> **YOUR GOAL**
Using the records below, quote only the span that opens with the line containing "pub fn auth(&self)" and closes with the line containing "self.auth().state().viewer(&self.config.data.fallback_user)", exactly and inclusively.

(Dataset entries)
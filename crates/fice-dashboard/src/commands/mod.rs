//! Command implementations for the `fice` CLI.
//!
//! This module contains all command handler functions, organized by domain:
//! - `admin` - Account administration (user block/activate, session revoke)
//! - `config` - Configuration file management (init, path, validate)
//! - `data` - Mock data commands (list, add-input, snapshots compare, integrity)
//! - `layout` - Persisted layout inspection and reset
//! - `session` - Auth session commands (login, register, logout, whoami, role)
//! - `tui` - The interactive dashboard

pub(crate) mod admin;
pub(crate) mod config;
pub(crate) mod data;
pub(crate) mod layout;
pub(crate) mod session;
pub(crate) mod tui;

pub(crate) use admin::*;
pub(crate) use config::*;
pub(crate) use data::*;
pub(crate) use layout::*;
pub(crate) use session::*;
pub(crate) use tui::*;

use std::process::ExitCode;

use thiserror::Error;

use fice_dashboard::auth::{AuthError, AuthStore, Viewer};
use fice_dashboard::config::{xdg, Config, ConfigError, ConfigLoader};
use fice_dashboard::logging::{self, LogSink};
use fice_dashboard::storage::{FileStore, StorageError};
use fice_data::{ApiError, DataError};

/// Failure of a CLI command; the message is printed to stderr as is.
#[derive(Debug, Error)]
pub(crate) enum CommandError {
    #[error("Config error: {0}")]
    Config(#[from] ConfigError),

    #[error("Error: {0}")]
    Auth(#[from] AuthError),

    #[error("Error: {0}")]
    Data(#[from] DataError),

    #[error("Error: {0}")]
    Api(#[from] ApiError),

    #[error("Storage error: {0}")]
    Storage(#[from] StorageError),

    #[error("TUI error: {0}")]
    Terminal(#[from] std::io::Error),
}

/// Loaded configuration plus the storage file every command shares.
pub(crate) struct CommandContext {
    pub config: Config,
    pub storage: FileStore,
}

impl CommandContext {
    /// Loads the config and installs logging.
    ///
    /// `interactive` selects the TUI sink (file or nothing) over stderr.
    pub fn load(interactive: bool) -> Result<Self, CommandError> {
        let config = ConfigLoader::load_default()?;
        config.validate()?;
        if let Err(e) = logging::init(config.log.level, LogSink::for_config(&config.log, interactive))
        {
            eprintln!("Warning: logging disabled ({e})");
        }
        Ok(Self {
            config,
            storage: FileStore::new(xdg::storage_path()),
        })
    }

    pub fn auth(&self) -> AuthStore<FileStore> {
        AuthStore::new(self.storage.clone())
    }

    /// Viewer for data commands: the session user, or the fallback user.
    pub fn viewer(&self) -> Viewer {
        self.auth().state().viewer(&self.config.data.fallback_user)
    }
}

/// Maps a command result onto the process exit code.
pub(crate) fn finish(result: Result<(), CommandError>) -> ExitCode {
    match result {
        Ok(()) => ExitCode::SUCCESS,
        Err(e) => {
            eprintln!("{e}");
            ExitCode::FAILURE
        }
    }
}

---

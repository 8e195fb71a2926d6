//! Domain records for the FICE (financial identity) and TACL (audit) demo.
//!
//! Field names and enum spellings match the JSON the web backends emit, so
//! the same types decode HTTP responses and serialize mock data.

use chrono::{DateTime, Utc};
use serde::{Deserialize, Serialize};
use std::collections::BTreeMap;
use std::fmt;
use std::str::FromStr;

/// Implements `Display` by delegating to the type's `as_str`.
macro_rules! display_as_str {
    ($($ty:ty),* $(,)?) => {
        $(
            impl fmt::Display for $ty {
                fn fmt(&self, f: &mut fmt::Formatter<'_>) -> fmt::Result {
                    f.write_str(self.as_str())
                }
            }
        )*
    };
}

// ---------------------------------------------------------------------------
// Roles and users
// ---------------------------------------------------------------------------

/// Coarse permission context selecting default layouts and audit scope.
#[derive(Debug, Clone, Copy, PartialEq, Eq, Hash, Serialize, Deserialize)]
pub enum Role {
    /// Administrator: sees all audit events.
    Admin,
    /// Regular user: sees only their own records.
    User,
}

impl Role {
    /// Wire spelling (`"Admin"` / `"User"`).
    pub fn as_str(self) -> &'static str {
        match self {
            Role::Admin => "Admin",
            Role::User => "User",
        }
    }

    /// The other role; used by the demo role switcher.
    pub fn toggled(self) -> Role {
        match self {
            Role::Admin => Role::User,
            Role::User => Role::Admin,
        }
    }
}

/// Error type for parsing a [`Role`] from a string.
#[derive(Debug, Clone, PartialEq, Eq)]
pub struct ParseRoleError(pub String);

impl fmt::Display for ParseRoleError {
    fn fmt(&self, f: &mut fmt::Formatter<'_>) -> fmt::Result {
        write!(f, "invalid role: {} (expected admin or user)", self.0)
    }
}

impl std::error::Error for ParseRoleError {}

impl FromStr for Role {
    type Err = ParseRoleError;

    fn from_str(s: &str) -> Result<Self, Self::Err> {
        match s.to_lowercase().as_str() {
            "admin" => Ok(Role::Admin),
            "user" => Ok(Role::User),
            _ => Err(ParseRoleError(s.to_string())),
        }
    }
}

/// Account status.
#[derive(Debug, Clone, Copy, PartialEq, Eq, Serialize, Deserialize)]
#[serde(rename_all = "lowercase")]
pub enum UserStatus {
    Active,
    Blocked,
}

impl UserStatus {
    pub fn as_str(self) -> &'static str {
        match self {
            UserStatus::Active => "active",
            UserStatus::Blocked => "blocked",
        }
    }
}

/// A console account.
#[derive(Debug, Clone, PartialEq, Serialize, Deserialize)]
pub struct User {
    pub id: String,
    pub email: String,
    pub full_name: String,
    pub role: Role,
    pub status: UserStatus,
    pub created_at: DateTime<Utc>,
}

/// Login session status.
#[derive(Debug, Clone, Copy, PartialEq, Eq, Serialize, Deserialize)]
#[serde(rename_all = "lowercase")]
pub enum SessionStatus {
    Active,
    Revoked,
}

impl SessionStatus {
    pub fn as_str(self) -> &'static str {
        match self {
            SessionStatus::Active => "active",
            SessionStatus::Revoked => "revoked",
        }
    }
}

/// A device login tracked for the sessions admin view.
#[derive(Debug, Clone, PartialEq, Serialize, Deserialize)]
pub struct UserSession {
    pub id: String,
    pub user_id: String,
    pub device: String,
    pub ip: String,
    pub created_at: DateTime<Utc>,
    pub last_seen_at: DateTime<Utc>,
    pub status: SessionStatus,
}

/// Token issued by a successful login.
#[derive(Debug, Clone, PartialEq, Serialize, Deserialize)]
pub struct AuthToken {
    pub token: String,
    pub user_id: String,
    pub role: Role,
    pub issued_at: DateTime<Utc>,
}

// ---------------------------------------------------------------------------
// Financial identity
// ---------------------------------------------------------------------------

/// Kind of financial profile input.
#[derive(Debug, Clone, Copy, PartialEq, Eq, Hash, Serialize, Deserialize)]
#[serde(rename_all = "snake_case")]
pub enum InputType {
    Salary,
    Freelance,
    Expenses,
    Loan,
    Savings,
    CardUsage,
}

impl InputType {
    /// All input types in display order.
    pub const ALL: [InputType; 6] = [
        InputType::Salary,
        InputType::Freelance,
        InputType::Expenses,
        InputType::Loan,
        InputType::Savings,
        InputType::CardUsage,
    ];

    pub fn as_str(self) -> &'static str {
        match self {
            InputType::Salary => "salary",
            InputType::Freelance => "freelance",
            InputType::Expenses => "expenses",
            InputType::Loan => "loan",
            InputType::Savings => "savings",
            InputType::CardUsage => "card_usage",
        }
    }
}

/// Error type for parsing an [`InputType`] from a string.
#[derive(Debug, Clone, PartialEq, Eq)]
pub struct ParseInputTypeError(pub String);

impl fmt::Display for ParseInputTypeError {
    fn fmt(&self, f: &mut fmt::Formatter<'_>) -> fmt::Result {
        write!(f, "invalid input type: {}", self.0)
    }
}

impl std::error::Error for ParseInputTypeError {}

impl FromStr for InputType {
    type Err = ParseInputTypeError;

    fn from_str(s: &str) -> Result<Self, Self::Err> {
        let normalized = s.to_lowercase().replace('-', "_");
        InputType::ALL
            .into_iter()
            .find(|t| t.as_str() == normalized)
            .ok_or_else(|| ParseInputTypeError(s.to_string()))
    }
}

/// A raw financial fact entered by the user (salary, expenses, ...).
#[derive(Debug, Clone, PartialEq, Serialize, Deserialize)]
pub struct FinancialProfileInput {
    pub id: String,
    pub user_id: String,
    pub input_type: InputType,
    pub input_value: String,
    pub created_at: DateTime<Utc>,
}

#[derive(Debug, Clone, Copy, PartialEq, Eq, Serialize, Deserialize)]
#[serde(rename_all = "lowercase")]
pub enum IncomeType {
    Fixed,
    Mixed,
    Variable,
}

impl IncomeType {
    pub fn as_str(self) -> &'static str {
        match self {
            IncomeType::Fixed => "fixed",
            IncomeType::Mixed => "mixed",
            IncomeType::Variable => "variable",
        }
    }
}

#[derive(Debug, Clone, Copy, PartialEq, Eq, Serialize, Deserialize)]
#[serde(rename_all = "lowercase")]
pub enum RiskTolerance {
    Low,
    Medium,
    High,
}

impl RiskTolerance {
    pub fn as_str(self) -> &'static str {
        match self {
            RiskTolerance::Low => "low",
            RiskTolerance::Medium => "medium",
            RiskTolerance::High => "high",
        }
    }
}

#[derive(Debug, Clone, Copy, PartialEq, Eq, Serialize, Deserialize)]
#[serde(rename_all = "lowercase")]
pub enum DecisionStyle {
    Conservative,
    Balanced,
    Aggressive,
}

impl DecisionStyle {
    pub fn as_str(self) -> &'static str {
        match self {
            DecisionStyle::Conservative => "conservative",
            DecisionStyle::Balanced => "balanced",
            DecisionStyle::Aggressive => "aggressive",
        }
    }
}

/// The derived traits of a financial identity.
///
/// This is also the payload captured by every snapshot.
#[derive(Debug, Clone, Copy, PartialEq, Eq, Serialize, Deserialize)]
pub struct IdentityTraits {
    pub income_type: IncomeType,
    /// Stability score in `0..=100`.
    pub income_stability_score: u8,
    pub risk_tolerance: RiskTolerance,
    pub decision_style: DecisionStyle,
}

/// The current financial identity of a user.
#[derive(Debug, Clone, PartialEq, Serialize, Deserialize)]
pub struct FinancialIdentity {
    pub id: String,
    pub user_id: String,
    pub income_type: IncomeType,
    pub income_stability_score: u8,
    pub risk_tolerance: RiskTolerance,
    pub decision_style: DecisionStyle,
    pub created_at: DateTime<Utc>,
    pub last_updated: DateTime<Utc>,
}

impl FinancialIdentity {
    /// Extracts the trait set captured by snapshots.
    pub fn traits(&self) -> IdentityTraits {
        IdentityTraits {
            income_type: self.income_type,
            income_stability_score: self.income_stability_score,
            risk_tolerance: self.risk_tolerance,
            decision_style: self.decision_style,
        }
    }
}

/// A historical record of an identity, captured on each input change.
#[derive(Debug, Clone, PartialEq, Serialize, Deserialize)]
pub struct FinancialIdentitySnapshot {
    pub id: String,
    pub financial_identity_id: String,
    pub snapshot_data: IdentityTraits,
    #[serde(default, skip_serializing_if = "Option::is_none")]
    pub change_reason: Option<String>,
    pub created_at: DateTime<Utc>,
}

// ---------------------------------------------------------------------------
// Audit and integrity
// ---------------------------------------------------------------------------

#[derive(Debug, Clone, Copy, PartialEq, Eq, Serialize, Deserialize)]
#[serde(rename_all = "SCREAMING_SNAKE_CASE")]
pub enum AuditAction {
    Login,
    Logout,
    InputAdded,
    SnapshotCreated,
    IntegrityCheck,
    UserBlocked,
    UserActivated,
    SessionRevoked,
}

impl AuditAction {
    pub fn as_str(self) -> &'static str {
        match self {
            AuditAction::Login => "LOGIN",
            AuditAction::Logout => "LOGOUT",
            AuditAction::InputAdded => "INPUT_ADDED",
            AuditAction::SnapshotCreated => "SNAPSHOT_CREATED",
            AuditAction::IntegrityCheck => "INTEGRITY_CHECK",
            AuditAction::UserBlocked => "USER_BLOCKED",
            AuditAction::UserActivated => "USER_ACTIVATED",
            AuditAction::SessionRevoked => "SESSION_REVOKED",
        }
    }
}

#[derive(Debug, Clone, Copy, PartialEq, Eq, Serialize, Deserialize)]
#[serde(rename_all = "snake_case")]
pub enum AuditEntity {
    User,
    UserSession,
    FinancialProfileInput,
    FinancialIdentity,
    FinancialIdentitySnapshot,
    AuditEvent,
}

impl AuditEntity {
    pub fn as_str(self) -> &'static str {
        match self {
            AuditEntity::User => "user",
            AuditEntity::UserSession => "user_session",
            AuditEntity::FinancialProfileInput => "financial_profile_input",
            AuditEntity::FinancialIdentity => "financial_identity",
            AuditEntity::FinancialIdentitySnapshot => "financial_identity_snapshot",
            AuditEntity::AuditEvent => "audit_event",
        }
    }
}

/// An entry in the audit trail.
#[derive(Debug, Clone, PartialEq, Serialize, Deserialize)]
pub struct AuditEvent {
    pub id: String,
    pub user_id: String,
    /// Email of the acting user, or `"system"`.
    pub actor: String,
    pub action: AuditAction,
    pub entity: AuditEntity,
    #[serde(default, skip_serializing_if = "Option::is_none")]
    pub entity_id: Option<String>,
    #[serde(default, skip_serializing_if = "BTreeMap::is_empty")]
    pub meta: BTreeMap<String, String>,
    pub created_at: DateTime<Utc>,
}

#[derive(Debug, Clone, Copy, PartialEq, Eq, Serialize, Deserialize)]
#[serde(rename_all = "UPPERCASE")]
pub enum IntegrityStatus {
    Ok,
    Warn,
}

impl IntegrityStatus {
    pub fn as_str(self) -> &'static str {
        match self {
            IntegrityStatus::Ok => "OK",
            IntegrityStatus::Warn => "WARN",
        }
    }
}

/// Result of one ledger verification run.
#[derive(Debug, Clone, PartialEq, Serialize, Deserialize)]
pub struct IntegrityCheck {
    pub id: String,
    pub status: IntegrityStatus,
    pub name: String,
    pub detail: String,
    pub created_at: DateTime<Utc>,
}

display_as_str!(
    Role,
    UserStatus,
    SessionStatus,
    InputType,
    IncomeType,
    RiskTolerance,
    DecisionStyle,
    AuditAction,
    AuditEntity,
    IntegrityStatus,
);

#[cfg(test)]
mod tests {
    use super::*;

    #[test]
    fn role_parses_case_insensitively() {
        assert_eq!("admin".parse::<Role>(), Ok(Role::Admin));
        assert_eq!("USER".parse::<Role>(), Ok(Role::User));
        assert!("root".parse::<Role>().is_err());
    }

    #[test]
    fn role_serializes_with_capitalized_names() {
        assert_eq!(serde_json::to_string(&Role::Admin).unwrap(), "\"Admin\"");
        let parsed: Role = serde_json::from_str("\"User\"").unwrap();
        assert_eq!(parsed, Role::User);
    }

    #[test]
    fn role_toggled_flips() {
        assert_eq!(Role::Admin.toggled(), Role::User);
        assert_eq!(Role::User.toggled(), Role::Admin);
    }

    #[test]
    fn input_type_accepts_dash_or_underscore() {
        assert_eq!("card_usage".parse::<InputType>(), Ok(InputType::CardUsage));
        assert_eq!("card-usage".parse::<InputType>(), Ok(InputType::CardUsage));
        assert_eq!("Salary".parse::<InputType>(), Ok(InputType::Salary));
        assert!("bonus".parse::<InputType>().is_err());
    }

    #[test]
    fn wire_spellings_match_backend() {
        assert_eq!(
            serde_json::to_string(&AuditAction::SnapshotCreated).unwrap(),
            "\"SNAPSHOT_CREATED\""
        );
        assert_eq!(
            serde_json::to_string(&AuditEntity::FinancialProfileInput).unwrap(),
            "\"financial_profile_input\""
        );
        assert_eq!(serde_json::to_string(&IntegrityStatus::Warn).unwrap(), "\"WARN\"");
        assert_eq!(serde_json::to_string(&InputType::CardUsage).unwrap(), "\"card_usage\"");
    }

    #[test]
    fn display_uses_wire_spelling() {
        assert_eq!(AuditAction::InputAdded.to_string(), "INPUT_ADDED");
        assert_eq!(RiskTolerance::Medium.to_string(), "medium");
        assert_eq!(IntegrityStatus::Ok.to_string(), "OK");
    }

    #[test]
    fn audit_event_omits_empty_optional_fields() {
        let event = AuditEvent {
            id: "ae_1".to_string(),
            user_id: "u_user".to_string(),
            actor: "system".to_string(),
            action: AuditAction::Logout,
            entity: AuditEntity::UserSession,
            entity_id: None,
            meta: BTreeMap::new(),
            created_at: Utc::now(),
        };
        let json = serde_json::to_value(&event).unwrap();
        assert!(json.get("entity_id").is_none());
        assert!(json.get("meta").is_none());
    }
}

> **ANSWER SECTION**
    pub fn auth(&self) -> AuthStore<FileStore> {
        AuthStore::new(self.storage.clone())
    }

    /// Viewer for data commands: the session user, or the fallback user.
    pub fn viewer(&self) -> Viewer {
        self.auth().state().viewer(&self.config.data.fallback_user)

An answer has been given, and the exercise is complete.